I took my little brother to the emergency room. His boyfriend called me up asking where his asthma inhaler was and with little time that he had, told me what was happening. It took me a split-second to decide to leave my desk and rush back to the apartment; luckily enough, it was my lunch break and I could leave my desk. I could hear his cries from the hallway of the apartment and suddenly had a flash back going back 3 years ago when the same thing happened. I woke up to hear him scream out loud and found him having a seizure of some sort on the floor next to the bed. I rushed him to the hospital. Same scenario, same situation, same outcome.

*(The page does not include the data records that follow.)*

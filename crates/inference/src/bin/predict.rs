use burn_dataset::load_or_build;
use clap::Parser;
use data_contracts::DatasetMode;
use inference::{run_inference, InferenceBackend, InferenceFactory, InferenceSettings};
use models::UNetConfig;
use std::path::PathBuf;

#[derive(Parser, Debug)]
#[command(name = "predict", about = "Segment test images with a trained U-Net and write a submission")]
struct Args {
    /// Trained weights (e.g. `<output>/unet-final.bin`).
    #[arg(long)]
    model: PathBuf,
    /// Test catalog (Image, ID, Width, Height).
    #[arg(long, default_value = "inputs/stage_2_test/samples.csv")]
    catalog: PathBuf,
    /// Directory holding per-split dataset caches.
    #[arg(long, default_value = "inputs/cropped")]
    cache_dir: PathBuf,
    /// Output directory for prediction images and the submission CSV.
    #[arg(long, default_value = ".")]
    output: PathBuf,
    /// Name used for the prediction subdirectory and `<group>_sub.csv`.
    #[arg(long, default_value = "stage_2_test")]
    group: String,
    #[arg(long, default_value_t = vision_core::DEFAULT_TILE_SIZE)]
    tile_size: usize,
    #[arg(long, default_value_t = 0.5)]
    threshold: f32,
    #[arg(long, default_value_t = 16)]
    base_channels: usize,
    #[arg(long, default_value_t = 7)]
    depth: usize,
}

fn main() -> anyhow::Result<()> {
    env_logger::Builder::from_env(env_logger::Env::default().default_filter_or("info")).init();
    let args = Args::parse();
    let device = <InferenceBackend as burn::tensor::backend::Backend>::Device::default();
    let cfg = UNetConfig {
        base_channels: args.base_channels,
        depth: args.depth,
        ..Default::default()
    };
    let settings = InferenceSettings {
        tile_size: args.tile_size,
        threshold: args.threshold,
    };
    let predictor =
        InferenceFactory.build::<InferenceBackend>(cfg, settings, &args.model, &device)?;
    let dataset = load_or_build(&args.catalog, &args.cache_dir, DatasetMode::Test)?;
    let summary = run_inference(&predictor, &dataset, &args.output, &args.group)?;
    log::info!(
        "{} images, {} instances -> {}",
        summary.images,
        summary.instances,
        summary.submission.display()
    );
    Ok(())
}
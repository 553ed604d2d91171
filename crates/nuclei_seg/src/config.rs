use std::path::{Path, PathBuf};

use serde::Deserialize;

pub const DEFAULT_CONFIG_NAME: &str = "nuclei-seg.toml";
pub const CONFIG_ENV: &str = "NUCLEI_SEG_CONFIG";

#[derive(Debug, Clone, PartialEq)]
pub struct RunConfig {
    pub inputs_root: PathBuf,
    pub train_catalog: PathBuf,
    pub val_catalog: PathBuf,
    pub test_catalog: PathBuf,
    pub cache_dir: PathBuf,
    pub outputs_root: PathBuf,
    pub test_group: String,
    pub tile_size: usize,
    pub threshold: f32,
    pub checkpoint_every: usize,
    pub base_channels: usize,
    pub depth: usize,
    pub seed: Option<u64>,
}

impl Default for RunConfig {
    fn default() -> Self {
        Self::from_file(RunConfigFile::default())
    }
}

#[derive(Debug, Deserialize, Default)]
#[serde(deny_unknown_fields)]
struct RunConfigFile {
    inputs_root: Option<String>,
    train_catalog: Option<String>,
    val_catalog: Option<String>,
    test_catalog: Option<String>,
    cache_dir: Option<String>,
    outputs_root: Option<String>,
    test_group: Option<String>,
    tile_size: Option<usize>,
    threshold: Option<f32>,
    checkpoint_every: Option<usize>,
    base_channels: Option<usize>,
    depth: Option<usize>,
    seed: Option<u64>,
}

impl RunConfig {
    /// Load from `$NUCLEI_SEG_CONFIG`, else `nuclei-seg.toml`, else defaults.
    pub fn load() -> Self {
        let path = std::env::var(CONFIG_ENV)
            .map(PathBuf::from)
            .unwrap_or_else(|_| PathBuf::from(DEFAULT_CONFIG_NAME));
        Self::load_or_default(&path)
    }

    /// Missing file means defaults; an unreadable or invalid file warns and uses defaults.
    pub fn load_or_default(path: &Path) -> Self {
        if !path.exists() {
            return Self::default();
        }
        let cfg = match Self::from_path(path) {
            Ok(cfg) => cfg,
            Err(err) => {
                log::warn!("run config {}: {err}; using defaults", path.display());
                Self::default()
            }
        };
        cfg.warn_if_invalid();
        cfg
    }

    pub fn from_path(path: &Path) -> anyhow::Result<Self> {
        let raw = std::fs::read_to_string(path)?;
        let file: RunConfigFile = toml::from_str(&raw)?;
        Ok(Self::from_file(file))
    }

    fn from_file(file: RunConfigFile) -> Self {
        let inputs_root = file
            .inputs_root
            .map(|v| expand_path(&v))
            .unwrap_or_else(|| PathBuf::from("inputs"));
        let train_catalog = file
            .train_catalog
            .map(|v| expand_path(&v))
            .unwrap_or_else(|| inputs_root.join("stage_1_train/samples.csv"));
        let val_catalog = file
            .val_catalog
            .map(|v| expand_path(&v))
            .unwrap_or_else(|| inputs_root.join("stage_1_test/vsamples.csv"));
        let test_catalog = file
            .test_catalog
            .map(|v| expand_path(&v))
            .unwrap_or_else(|| inputs_root.join("stage_2_test/samples.csv"));
        let cache_dir = file
            .cache_dir
            .map(|v| expand_path(&v))
            .unwrap_or_else(|| inputs_root.join("cropped"));

        RunConfig {
            inputs_root,
            train_catalog,
            val_catalog,
            test_catalog,
            cache_dir,
            outputs_root: file
                .outputs_root
                .map(|v| expand_path(&v))
                .unwrap_or_else(|| PathBuf::from(".")),
            test_group: file
                .test_group
                .filter(|g| !g.trim().is_empty())
                .unwrap_or_else(|| "stage_2_test".to_string()),
            tile_size: file.tile_size.unwrap_or(vision_core::DEFAULT_TILE_SIZE),
            threshold: file.threshold.unwrap_or(0.5),
            checkpoint_every: file.checkpoint_every.unwrap_or(10),
            base_channels: file.base_channels.unwrap_or(16),
            depth: file.depth.unwrap_or(7),
            seed: file.seed,
        }
    }

    fn warn_if_invalid(&self) {
        if self.tile_size == 0 {
            log::warn!("run config: tile_size is 0; training will refuse to start");
        }
        if !(0.0..=1.0).contains(&self.threshold) {
            log::warn!(
                "run config: threshold {} is outside 0..=1; masks will be all foreground or empty",
                self.threshold
            );
        }
        if self.checkpoint_every == 0 {
            log::warn!("run config: checkpoint_every is 0; no checkpoints will be written");
        }
    }
}

fn expand_path(raw: &str) -> PathBuf {
    let mut out = raw.to_string();
    if let Some(stripped) = out.strip_prefix('~') {
        if let Ok(home) = std::env::var("HOME") {
            out = format!("{home}{stripped}");
        }
    }
    PathBuf::from(expand_env(&out))
}

/// Replace `${VAR}` with its value; unknown variables are left as written.
fn expand_env(input: &str) -> String {
    let mut out = String::with_capacity(input.len());
    let mut rest = input;
    while let Some(start) = rest.find("${") {
        out.push_str(&rest[..start]);
        let after = &rest[start + 2..];
        match after.find('}') {
            Some(end) => {
                let key = &after[..end];
                match std::env::var(key) {
                    Ok(val) => out.push_str(&val),
                    Err(_) => out.push_str(&rest[start..start + end + 3]),
                }
                rest = &after[end + 1..];
            }
            None => {
                out.push_str(&rest[start..]);
                rest = "";
            }
        }
    }
    out.push_str(rest);
    out
}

He’s alright now. I reminded him to take his meds and eat bananas as his blood test results showed he was low in potassium. I started thinking about the what if’s… This included “what if I wasn’t here?”. As he says, it had happened twice last year. Sure it did, but I can’t help but think that no one else in the family knew of these things, and I am here.

My friend always said that perhaps finding myself back here in Philippines had its purpose. Maybe I was meant to be here. I couldn’t help but think that perhaps, this was one of the reasons why I was here. And perhaps I should stay here a while.

Don’t take this the wrong way, I’m not warming up to the idea that I’d be here for a while. Not yet, but what happened yesterday really made me think otherwise.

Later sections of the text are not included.